**What to produce:** The span to copy runs from the line containing "first occurrence wins." to the last line below. Copy it exactly, with nothing else.

[Saved data entries]
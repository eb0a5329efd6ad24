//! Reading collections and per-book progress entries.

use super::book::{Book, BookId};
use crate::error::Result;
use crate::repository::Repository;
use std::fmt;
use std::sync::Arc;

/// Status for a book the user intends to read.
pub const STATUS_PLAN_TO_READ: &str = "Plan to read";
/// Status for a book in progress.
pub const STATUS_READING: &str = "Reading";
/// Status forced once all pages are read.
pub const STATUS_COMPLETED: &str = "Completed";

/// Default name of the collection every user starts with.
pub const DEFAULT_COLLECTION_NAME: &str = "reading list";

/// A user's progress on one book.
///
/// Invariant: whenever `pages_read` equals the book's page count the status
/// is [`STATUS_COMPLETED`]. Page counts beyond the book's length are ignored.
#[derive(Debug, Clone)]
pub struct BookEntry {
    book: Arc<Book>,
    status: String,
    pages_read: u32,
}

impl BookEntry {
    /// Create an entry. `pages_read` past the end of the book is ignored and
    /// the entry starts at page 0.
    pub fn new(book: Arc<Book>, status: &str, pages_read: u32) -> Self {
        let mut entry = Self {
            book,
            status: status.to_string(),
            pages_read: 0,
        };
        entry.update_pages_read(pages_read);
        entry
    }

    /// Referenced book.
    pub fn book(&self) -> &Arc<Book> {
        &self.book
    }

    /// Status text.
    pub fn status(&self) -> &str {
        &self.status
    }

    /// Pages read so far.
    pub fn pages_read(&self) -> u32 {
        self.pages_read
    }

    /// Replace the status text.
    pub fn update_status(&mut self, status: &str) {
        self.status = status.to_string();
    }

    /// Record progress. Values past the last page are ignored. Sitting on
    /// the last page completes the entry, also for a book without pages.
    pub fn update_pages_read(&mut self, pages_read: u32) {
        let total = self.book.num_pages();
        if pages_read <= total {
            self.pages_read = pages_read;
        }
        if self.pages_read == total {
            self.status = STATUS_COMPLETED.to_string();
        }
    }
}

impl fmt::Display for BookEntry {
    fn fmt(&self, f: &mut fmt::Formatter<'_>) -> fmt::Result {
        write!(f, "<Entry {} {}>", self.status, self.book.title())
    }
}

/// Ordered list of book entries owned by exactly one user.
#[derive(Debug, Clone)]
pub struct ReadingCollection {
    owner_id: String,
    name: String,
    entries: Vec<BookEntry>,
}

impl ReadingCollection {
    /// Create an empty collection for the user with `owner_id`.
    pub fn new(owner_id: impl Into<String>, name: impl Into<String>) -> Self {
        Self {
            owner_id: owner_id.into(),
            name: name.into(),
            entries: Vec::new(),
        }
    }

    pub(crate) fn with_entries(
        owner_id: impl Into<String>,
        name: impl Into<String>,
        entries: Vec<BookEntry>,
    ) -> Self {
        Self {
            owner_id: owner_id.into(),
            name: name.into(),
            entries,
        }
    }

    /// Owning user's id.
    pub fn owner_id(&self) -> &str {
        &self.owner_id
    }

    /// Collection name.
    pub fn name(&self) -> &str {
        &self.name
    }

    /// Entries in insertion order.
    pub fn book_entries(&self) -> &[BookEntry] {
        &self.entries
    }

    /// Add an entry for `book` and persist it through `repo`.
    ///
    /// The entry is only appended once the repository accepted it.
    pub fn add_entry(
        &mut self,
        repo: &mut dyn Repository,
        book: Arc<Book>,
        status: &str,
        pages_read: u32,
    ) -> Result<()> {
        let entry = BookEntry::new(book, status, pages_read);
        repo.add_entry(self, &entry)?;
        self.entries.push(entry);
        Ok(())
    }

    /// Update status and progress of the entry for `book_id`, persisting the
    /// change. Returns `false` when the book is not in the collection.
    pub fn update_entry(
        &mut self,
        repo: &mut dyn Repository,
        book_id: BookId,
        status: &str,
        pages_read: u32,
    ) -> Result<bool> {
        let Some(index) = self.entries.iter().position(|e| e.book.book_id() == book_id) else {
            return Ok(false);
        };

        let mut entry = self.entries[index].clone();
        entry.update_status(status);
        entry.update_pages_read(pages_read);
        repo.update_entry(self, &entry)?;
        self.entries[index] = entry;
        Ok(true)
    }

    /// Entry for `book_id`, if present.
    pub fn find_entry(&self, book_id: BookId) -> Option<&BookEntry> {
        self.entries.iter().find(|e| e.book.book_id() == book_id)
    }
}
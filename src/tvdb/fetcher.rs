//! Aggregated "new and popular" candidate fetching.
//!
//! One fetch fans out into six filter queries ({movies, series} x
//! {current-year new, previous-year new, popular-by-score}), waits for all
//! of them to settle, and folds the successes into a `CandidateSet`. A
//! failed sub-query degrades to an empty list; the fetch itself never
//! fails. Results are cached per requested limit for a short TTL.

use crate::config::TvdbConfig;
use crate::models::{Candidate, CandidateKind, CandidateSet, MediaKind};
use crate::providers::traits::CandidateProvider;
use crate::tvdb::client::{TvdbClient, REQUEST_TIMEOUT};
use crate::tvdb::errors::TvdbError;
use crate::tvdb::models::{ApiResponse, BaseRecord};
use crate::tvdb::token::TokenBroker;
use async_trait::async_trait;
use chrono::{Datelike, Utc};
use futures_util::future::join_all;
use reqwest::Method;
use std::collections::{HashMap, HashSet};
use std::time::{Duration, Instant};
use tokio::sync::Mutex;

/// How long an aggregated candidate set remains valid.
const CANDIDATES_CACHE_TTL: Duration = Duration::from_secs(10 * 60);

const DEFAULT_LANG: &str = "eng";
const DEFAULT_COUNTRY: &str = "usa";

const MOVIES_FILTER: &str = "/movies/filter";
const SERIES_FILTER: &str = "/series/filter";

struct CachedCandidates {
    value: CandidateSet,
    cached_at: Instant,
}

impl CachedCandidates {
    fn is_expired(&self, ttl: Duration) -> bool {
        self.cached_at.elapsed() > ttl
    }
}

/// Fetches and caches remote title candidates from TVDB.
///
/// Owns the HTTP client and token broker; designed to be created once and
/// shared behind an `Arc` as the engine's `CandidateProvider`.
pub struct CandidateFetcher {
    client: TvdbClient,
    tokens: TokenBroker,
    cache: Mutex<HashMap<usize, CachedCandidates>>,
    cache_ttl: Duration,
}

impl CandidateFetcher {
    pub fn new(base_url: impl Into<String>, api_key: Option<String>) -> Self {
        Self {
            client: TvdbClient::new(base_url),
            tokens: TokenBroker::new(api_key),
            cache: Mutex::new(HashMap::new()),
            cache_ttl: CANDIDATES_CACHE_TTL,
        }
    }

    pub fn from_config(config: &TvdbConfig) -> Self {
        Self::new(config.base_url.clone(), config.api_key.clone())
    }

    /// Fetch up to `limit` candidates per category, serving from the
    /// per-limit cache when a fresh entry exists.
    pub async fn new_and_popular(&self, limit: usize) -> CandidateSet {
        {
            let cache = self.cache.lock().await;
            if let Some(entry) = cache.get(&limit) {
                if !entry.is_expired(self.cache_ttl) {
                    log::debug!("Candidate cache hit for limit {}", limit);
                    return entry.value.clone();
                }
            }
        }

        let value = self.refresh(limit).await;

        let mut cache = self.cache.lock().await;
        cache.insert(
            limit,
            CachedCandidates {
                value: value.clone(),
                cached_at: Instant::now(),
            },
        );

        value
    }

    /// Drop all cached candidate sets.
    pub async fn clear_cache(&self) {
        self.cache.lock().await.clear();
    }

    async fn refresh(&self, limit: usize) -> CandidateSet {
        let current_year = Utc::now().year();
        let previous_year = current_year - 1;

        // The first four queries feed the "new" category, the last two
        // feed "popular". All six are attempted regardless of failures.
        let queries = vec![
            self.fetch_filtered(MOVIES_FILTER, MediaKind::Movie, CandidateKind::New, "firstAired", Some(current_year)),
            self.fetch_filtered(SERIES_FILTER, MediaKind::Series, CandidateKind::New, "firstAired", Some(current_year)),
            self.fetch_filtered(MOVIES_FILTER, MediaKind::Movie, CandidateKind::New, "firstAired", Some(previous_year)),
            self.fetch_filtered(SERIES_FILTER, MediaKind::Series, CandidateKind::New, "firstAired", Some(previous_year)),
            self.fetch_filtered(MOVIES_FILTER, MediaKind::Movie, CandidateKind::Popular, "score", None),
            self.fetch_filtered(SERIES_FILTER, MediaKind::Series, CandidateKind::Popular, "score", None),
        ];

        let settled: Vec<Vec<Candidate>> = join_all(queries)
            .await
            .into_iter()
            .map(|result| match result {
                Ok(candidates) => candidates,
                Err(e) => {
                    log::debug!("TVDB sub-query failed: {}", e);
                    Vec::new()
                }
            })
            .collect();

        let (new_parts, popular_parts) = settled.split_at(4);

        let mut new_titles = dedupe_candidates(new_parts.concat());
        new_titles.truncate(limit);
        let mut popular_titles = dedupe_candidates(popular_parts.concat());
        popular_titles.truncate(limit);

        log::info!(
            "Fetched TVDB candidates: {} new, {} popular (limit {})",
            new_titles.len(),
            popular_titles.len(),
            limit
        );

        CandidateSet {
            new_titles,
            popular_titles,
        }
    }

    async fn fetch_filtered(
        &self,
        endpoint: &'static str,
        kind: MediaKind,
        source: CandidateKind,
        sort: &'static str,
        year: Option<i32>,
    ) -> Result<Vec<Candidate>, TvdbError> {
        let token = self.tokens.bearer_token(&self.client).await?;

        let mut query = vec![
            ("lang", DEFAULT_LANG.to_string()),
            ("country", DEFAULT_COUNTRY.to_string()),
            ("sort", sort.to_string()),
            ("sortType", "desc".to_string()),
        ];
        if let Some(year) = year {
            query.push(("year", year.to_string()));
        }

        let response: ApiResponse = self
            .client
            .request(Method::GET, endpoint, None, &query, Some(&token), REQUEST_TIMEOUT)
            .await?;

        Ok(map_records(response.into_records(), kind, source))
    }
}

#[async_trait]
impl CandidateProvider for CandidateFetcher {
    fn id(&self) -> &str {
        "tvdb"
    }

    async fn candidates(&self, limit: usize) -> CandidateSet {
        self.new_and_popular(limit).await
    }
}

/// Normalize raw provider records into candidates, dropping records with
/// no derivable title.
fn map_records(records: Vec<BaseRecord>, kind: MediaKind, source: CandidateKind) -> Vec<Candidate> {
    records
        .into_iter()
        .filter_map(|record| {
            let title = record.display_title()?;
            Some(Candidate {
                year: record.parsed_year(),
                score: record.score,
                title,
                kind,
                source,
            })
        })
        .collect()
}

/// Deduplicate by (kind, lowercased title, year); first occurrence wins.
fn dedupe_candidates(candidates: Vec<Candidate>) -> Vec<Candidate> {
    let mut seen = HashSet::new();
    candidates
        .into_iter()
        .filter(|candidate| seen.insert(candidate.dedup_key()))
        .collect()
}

**Worked solution:**
/// Deduplicate by (kind, lowercased title, year); first occurrence wins.
fn dedupe_candidates(candidates: Vec<Candidate>) -> Vec<Candidate> {
    let mut seen = HashSet::new();
    candidates
        .into_iter()
        .filter(|candidate| seen.insert(candidate.dedup_key()))
        .collect()
}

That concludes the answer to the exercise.